MERHAB-LGL is charged with developing new techniques that can be used in both field and laboratory. There is no perfect technique for the analysis of cyanobacterial toxins and we currently use a number of different approaches for the measurement of cyanobacterial toxins:

Microcystin

  • Protein phosphatase inhibition assay; an activity-based enzyme assay. This is the basic method described by Carmichael and An and provides a good estimate of the biological activity of microcystins present in the sample.
  • ELISA; a structure based assay that uses antibodies against the microcystin molecule. We use several different commercially available kits as well as antibodies developed in house for our ELISA assays.
  • HPLC with photodiode array detection; a rapid chromatographic assay that is specifically focused on the microcystin chromophore. It is useful to determining the different congeners present
  • HPLC with mass spectral detection; a second rapid chromatographic assay that measures the molecular weight of the individual congeners.
  • MALDI-TOF mass spectrometry; another mass spectroscopy techniques that does not require extraction of the toxins from the cells.

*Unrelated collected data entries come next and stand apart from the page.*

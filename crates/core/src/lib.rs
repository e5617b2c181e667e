//! Core types and shared functionality for webtrail.
//!
//! This crate provides:
//! - Content-addressed page cache with SQLite backend
//! - Keyword matching over extracted page text
//! - Unified error types and configuration

pub mod cache;
pub mod config;
pub mod error;
pub mod matcher;
pub mod model;

pub use cache::{CacheStats, EntryStatus, PageEntry, PageStore};
pub use config::AppConfig;
pub use error::Error;
pub use matcher::{KeywordQuery, MatchMode, MatchResult};
pub use model::{HistoryRecord, MatchRecord};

It is commonly used to determine what congeners are present but not their quantitation.
  • PCR; This is the polymerase chain reaction and specifical used to determine if potentially toxic organisms are present in a water body even if they are not producing toxins.
  • LFI; A lateral flow immunoassay that uses a commercially available strip containing antibodies against microcystins similar to a "home pregnancy test"

Anatoxin-a

  • HPLC- with fluorescent detection; This is the workhouse method of James et al. and readily detects both anatoxin-a as well as its degradation products.
  • HPLC with mass spectral detection; a second chromatographic assay that measures the molecular weight of anatoxin-a to confirm its presence.
  • ELISA; a structural based assay that uses antibodies prepared against an anatoxin-a conjugate to detect presence of the anatoxin ring system.

PSP-Toxins

  • HPLC-ECOS with fluorescent detection; This is our workhouse method that used electrochemical oxidation of the saxitoxin ring system to form a fluorescent derivative.
  • HPLC-PCRS with fluorescent detection; A second HPLC method that uses a post column reactor system to chemically form the fluorescent derivatives. This is the method currently used for detection of PSP toxins in shellfish.
  • HPLC with mass spectral detection; a third chromatographic assay that measures the molecular weight of the PSP toxins.
  • ELISA; a structure based assay that uses antibodies against the saxitoxin and neosaxitoxin. We use both commercially available kits as well as antibodies we are developing in house in our ELISA assays.
  • LFI; A lateral flow immunoassay that uses a commercially available strip containing antibodies against saxitoxin similar to a "home pregnancy test". It also cross-reacts with many of the other PSP toxins.

Cylindrospermopsin

  • HPLC with photodiode array detection; a rapid chromatographic assay that is specifically focused on the cylindrospermopsin chromophore. It is useful for rapid screening for the presence of cylindrospermopsin.
  • HPLC with mass spectral detection; a second chromatographic assay that measures the molecular weight of cylindrospermopsin. It is less sensitive to interferences and used to confirm the presence of cylindrospermopsin in our screening program.

Anatoxin-a(S)

  • Acetyl Cholinesterase inhibition assay; This is an activity based enzyme assay that provides a good estimate of the biological activity of anatoxin-a(S) that may be present in the sample. It is unfortunately also used to detect ACI-based pesticide activity and subject to interference from that class of compounds.